++++ Data supplied
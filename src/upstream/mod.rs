//! Upstream sources of economic events
//!
//! Every source returns events already normalized to [`EconomicEvent`], so
//! the cache layer never sees upstream field names or date formats.

mod command;
mod http;

pub use command::CommandFeed;
pub use http::{HttpFeed, DEFAULT_FEED_URL};

use async_trait::async_trait;
use chrono::{DateTime, FixedOffset, Utc};
use std::time::Duration;
use thiserror::Error;

use crate::calendar::{decode_payload, normalize::normalize, EconomicEvent, FeedPayload};

/// Errors that can occur when fetching from an upstream source
#[derive(Debug, Error)]
pub enum FeedError {
    /// HTTP request failed
    #[error("HTTP request failed: {0}")]
    Http(#[from] reqwest::Error),

    /// Upstream answered with a non-success status
    #[error("upstream responded with status {0}")]
    Status(u16),

    /// Upstream did not answer in time
    #[error("upstream did not answer within {0:?}")]
    Timeout(Duration),

    /// Feed command could not be started
    #[error("failed to run feed command: {0}")]
    Spawn(#[from] std::io::Error),

    /// Feed command exited unsuccessfully
    #[error("feed command exited with {status}: {stderr}")]
    CommandFailed { status: String, stderr: String },

    /// Upstream returned `{"error": ...}` instead of events
    #[error("upstream reported an error: {0}")]
    Reported(String),

    /// Body could not be decoded into event records
    #[error("malformed upstream payload: {0}")]
    Malformed(#[from] serde_json::Error),
}

impl FeedError {
    /// Whether the upstream answered but its body was unusable
    pub fn is_malformed(&self) -> bool {
        matches!(self, FeedError::Malformed(_))
    }
}

/// A source of this period's economic events
#[async_trait]
pub trait EventFeed: Send + Sync {
    /// Fetches and normalizes the current event list
    ///
    /// `reference` is the fetch time; sources that omit the year from their
    /// dates resolve it relative to this instant.
    async fn fetch(&self, reference: DateTime<Utc>) -> Result<Vec<EconomicEvent>, FeedError>;

    /// Short description for log output
    fn describe(&self) -> String;
}

/// Decodes an upstream body and normalizes its records
pub(crate) fn events_from_body(
    body: &str,
    reference: DateTime<Utc>,
    source_offset: FixedOffset,
) -> Result<Vec<EconomicEvent>, FeedError> {
    match decode_payload(body)? {
        FeedPayload::Events(records) => Ok(normalize(records, reference, source_offset)),
        FeedPayload::Failure { error } => Err(FeedError::Reported(error)),
    }
}
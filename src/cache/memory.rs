//! In-process cache store

use async_trait::async_trait;
use tokio::sync::RwLock;

use super::{CacheError, CacheStore};
use crate::calendar::CacheEntry;

/// Keeps the snapshot in memory only; contents are lost on restart
#[derive(Debug, Default)]
pub struct MemoryCacheStore {
    slot: RwLock<Option<CacheEntry>>,
}

impl MemoryCacheStore {
    pub fn new() -> Self {
        Self::default()
    }

    /// Creates a store already holding `entry`
    pub fn with_entry(entry: CacheEntry) -> Self {
        Self {
            slot: RwLock::new(Some(entry)),
        }
    }
}

#[async_trait]
impl CacheStore for MemoryCacheStore {
    async fn read(&self) -> Result<Option<CacheEntry>, CacheError> {
        Ok(self.slot.read().await.clone())
    }

    async fn write(&self, entry: &CacheEntry) -> Result<(), CacheError> {
        *self.slot.write().await = Some(entry.clone());
        Ok(())
    }
}
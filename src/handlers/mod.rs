//! HTTP request handlers

pub mod error;
pub mod events;
pub mod health;
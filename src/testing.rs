//! Test doubles shared by unit tests

use async_trait::async_trait;
use chrono::{DateTime, TimeZone, Utc};
use std::sync::atomic::{AtomicUsize, Ordering};
use std::sync::Mutex;
use std::time::Duration;

use crate::cache::{CacheError, CacheStore};
use crate::calendar::{CacheEntry, EconomicEvent, Impact};
use crate::service::Clock;
use crate::upstream::{EventFeed, FeedError};

pub fn utc(y: i32, m: u32, d: u32, h: u32, min: u32) -> DateTime<Utc> {
    Utc.with_ymd_and_hms(y, m, d, h, min, 0).unwrap()
}

pub fn event_at(title: &str, scheduled_at: DateTime<Utc>) -> EconomicEvent {
    EconomicEvent {
        title: title.to_string(),
        country: "USD".to_string(),
        date: scheduled_at.to_rfc3339(),
        time: None,
        scheduled_at: Some(scheduled_at),
        impact: Impact::High,
        forecast: String::new(),
        previous: String::new(),
        actual: String::new(),
    }
}

/// Clock that only moves when told to
pub struct ManualClock(Mutex<DateTime<Utc>>);

impl ManualClock {
    pub fn new(now: DateTime<Utc>) -> Self {
        Self(Mutex::new(now))
    }

    pub fn set(&self, now: DateTime<Utc>) {
        *self.0.lock().unwrap() = now;
    }
}

impl Clock for ManualClock {
    fn now(&self) -> DateTime<Utc> {
        *self.0.lock().unwrap()
    }
}

enum Outcome {
    Events(Vec<EconomicEvent>),
    Unavailable,
    Malformed,
}

/// Feed with a scripted outcome that counts its calls
pub struct FakeFeed {
    outcome: Outcome,
    delay: Duration,
    calls: AtomicUsize,
}

impl FakeFeed {
    fn with_outcome(outcome: Outcome) -> Self {
        Self {
            outcome,
            delay: Duration::ZERO,
            calls: AtomicUsize::new(0),
        }
    }

    pub fn returning(events: Vec<EconomicEvent>) -> Self {
        Self::with_outcome(Outcome::Events(events))
    }

    pub fn failing() -> Self {
        Self::with_outcome(Outcome::Unavailable)
    }

    pub fn malformed() -> Self {
        Self::with_outcome(Outcome::Malformed)
    }

    pub fn with_delay_ms(mut self, millis: u64) -> Self {
        self.delay = Duration::from_millis(millis);
        self
    }

    pub fn calls(&self) -> usize {
        self.calls.load(Ordering::SeqCst)
    }
}

#[async_trait]
impl EventFeed for FakeFeed {
    async fn fetch(&self, _reference: DateTime<Utc>) -> Result<Vec<EconomicEvent>, FeedError> {
        self.calls.fetch_add(1, Ordering::SeqCst);
        if !self.delay.is_zero() {
            tokio::time::sleep(self.delay).await;
        }
        match &self.outcome {
            Outcome::Events(events) => Ok(events.clone()),
            Outcome::Unavailable => Err(FeedError::Status(503)),
            Outcome::Malformed => Err(FeedError::Malformed(
                serde_json::from_str::<serde_json::Value>("{").unwrap_err(),
            )),
        }
    }

    fn describe(&self) -> String {
        "fake feed".to_string()
    }
}

/// In-memory store that records writes
#[derive(Default)]
pub struct RecordingStore {
    slot: Mutex<Option<CacheEntry>>,
    writes: AtomicUsize,
}

impl RecordingStore {
    pub fn with_entry(entry: CacheEntry) -> Self {
        Self {
            slot: Mutex::new(Some(entry)),
            writes: AtomicUsize::new(0),
        }
    }

    pub fn writes(&self) -> usize {
        self.writes.load(Ordering::SeqCst)
    }

    pub fn last_written(&self) -> Option<CacheEntry> {
        if self.writes() == 0 {
            return None;
        }
        self.slot.lock().unwrap().clone()
    }
}

#[async_trait]
impl CacheStore for RecordingStore {
    async fn read(&self) -> Result<Option<CacheEntry>, CacheError> {
        Ok(self.slot.lock().unwrap().clone())
    }

    async fn write(&self, entry: &CacheEntry) -> Result<(), CacheError> {
        self.writes.fetch_add(1, Ordering::SeqCst);
        *self.slot.lock().unwrap() = Some(entry.clone());
        Ok(())
    }
}

/// Store whose every operation fails
pub struct FailingStore;

#[async_trait]
impl CacheStore for FailingStore {
    async fn read(&self) -> Result<Option<CacheEntry>, CacheError> {
        Err(std::io::Error::new(std::io::ErrorKind::PermissionDenied, "denied").into())
    }

    async fn write(&self, _entry: &CacheEntry) -> Result<(), CacheError> {
        Err(std::io::Error::new(std::io::ErrorKind::PermissionDenied, "denied").into())
    }
}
++++++++
# What needs to be done
Give back the data above word for word.

# Result
filename src/upstream/mod.rs
//! Upstream sources of economic events
//!
//! Every source returns events already normalized to [`EconomicEvent`], so
//! the cache layer never sees upstream field names or date formats.

mod command;
mod http;

pub use command::CommandFeed;
pub use http::{HttpFeed, DEFAULT_FEED_URL};

use async_trait::async_trait;
use chrono::{DateTime, FixedOffset, Utc};
use std::time::Duration;
use thiserror::Error;

use crate::calendar::{decode_payload, normalize::normalize, EconomicEvent, FeedPayload};

/// Errors that can occur when fetching from an upstream source
#[derive(Debug, Error)]
pub enum FeedError {
    /// HTTP request failed
    #[error("HTTP request failed: {0}")]
    Http(#[from] reqwest::Error),

    /// Upstream answered with a non-success status
    #[error("upstream responded with status {0}")]
    Status(u16),

    /// Upstream did not answer in time
    #[error("upstream did not answer within {0:?}")]
    Timeout(Duration),

    /// Feed command could not be started
    #[error("failed to run feed command: {0}")]
    Spawn(#[from] std::io::Error),

    /// Feed command exited unsuccessfully
    #[error("feed command exited with {status}: {stderr}")]
    CommandFailed { status: String, stderr: String },

    /// Upstream returned `{"error": ...}` instead of events
    #[error("upstream reported an error: {0}")]
    Reported(String),

    /// Body could not be decoded into event records
    #[error("malformed upstream payload: {0}")]
    Malformed(#[from] serde_json::Error),
}

impl FeedError {
    /// Whether the upstream answered but its body was unusable
    pub fn is_malformed(&self) -> bool {
        matches!(self, FeedError::Malformed(_))
    }
}

/// A source of this period's economic events
#[async_trait]
pub trait EventFeed: Send + Sync {
    /// Fetches and normalizes the current event list
    ///
    /// `reference` is the fetch time; sources that omit the year from their
    /// dates resolve it relative to this instant.
    async fn fetch(&self, reference: DateTime<Utc>) -> Result<Vec<EconomicEvent>, FeedError>;

    /// Short description for log output
    fn describe(&self) -> String;
}

/// Decodes an upstream body and normalizes its records
pub(crate) fn events_from_body(
    body: &str,
    reference: DateTime<Utc>,
    source_offset: FixedOffset,
) -> Result<Vec<EconomicEvent>, FeedError> {
    match decode_payload(body)? {
        FeedPayload::Events(records) => Ok(normalize(records, reference, source_offset)),
        FeedPayload::Failure { error } => Err(FeedError::Reported(error)),
    }
}
filename src/cache/memory.rs
//! In-process cache store

use async_trait::async_trait;
use tokio::sync::RwLock;

use super::{CacheError, CacheStore};
use crate::calendar::CacheEntry;

/// Keeps the snapshot in memory only; contents are lost on restart
#[derive(Debug, Default)]
pub struct MemoryCacheStore {
    slot: RwLock<Option<CacheEntry>>,
}

impl MemoryCacheStore {
    pub fn new() -> Self {
        Self::default()
    }

    /// Creates a store already holding `entry`
    pub fn with_entry(entry: CacheEntry) -> Self {
        Self {
            slot: RwLock::new(Some(entry)),
        }
    }
}

#[async_trait]
impl CacheStore for MemoryCacheStore {
    async fn read(&self) -> Result<Option<CacheEntry>, CacheError> {
        Ok(self.slot.read().await.clone())
    }

    async fn write(&self, entry: &CacheEntry) -> Result<(), CacheError> {
        *self.slot.write().await = Some(entry.clone());
        Ok(())
    }
}
filename src/handlers/mod.rs
//! HTTP request handlers

pub mod error;
pub mod events;
pub mod health;
filename src/testing.rs
//! Test doubles shared by unit tests

use async_trait::async_trait;
use chrono::{DateTime, TimeZone, Utc};
use std::sync::atomic::{AtomicUsize, Ordering};
use std::sync::Mutex;
use std::time::Duration;

use crate::cache::{CacheError, CacheStore};
use crate::calendar::{CacheEntry, EconomicEvent, Impact};
use crate::service::Clock;
use crate::upstream::{EventFeed, FeedError};

pub fn utc(y: i32, m: u32, d: u32, h: u32, min: u32) -> DateTime<Utc> {
    Utc.with_ymd_and_hms(y, m, d, h, min, 0).unwrap()
}

pub fn event_at(title: &str, scheduled_at: DateTime<Utc>) -> EconomicEvent {
    EconomicEvent {
        title: title.to_string(),
        country: "USD".to_string(),
        date: scheduled_at.to_rfc3339(),
        time: None,
        scheduled_at: Some(scheduled_at),
        impact: Impact::High,
        forecast: String::new(),
        previous: String::new(),
        actual: String::new(),
    }
}

/// Clock that only moves when told to
pub struct ManualClock(Mutex<DateTime<Utc>>);

impl ManualClock {
    pub fn new(now: DateTime<Utc>) -> Self {
        Self(Mutex::new(now))
    }

    pub fn set(&self, now: DateTime<Utc>) {
        *self.0.lock().unwrap() = now;
    }
}

impl Clock for ManualClock {
    fn now(&self) -> DateTime<Utc> {
        *self.0.lock().unwrap()
    }
}

enum Outcome {
    Events(Vec<EconomicEvent>),
    Unavailable,
    Malformed,
}

/// Feed with a scripted outcome that counts its calls
pub struct FakeFeed {
    outcome: Outcome,
    delay: Duration,
    calls: AtomicUsize,
}

impl FakeFeed {
    fn with_outcome(outcome: Outcome) -> Self {
        Self {
            outcome,
            delay: Duration::ZERO,
            calls: AtomicUsize::new(0),
        }
    }

    pub fn returning(events: Vec<EconomicEvent>) -> Self {
        Self::with_outcome(Outcome::Events(events))
    }

    pub fn failing() -> Self {
        Self::with_outcome(Outcome::Unavailable)
    }

    pub fn malformed() -> Self {
        Self::with_outcome(Outcome::Malformed)
    }

    pub fn with_delay_ms(mut self, millis: u64) -> Self {
        self.delay = Duration::from_millis(millis);
        self
    }

    pub fn calls(&self) -> usize {
        self.calls.load(Ordering::SeqCst)
    }
}

#[async_trait]
impl EventFeed for FakeFeed {
    async fn fetch(&self, _reference: DateTime<Utc>) -> Result<Vec<EconomicEvent>, FeedError> {
        self.calls.fetch_add(1, Ordering::SeqCst);
        if !self.delay.is_zero() {
            tokio::time::sleep(self.delay).await;
        }
        match &self.outcome {
            Outcome::Events(events) => Ok(events.clone()),
            Outcome::Unavailable => Err(FeedError::Status(503)),
            Outcome::Malformed => Err(FeedError::Malformed(
                serde_json::from_str::<serde_json::Value>("{").unwrap_err(),
            )),
        }
    }

    fn describe(&self) -> String {
        "fake feed".to_string()
    }
}

/// In-memory store that records writes
#[derive(Default)]
pub struct RecordingStore {
    slot: Mutex<Option<CacheEntry>>,
    writes: AtomicUsize,
}

impl RecordingStore {
    pub fn with_entry(entry: CacheEntry) -> Self {
        Self {
            slot: Mutex::new(Some(entry)),
            writes: AtomicUsize::new(0),
        }
    }

    pub fn writes(&self) -> usize {
        self.writes.load(Ordering::SeqCst)
    }

    pub fn last_written(&self) -> Option<CacheEntry> {
        if self.writes() == 0 {
            return None;
        }
        self.slot.lock().unwrap().clone()
    }
}

#[async_trait]
impl CacheStore for RecordingStore {
    async fn read(&self) -> Result<Option<CacheEntry>, CacheError> {
        Ok(self.slot.lock().unwrap().clone())
    }

    async fn write(&self, entry: &CacheEntry) -> Result<(), CacheError> {
        self.writes.fetch_add(1, Ordering::SeqCst);
        *self.slot.lock().unwrap() = Some(entry.clone());
        Ok(())
    }
}

/// Store whose every operation fails
pub struct FailingStore;

#[async_trait]
impl CacheStore for FailingStore {
    async fn read(&self) -> Result<Option<CacheEntry>, CacheError> {
        Err(std::io::Error::new(std::io::ErrorKind::PermissionDenied, "denied").into())
    }

    async fn write(&self, _entry: &CacheEntry) -> Result<(), CacheError> {
        Err(std::io::Error::new(std::io::ErrorKind::PermissionDenied, "denied").into())
    }
}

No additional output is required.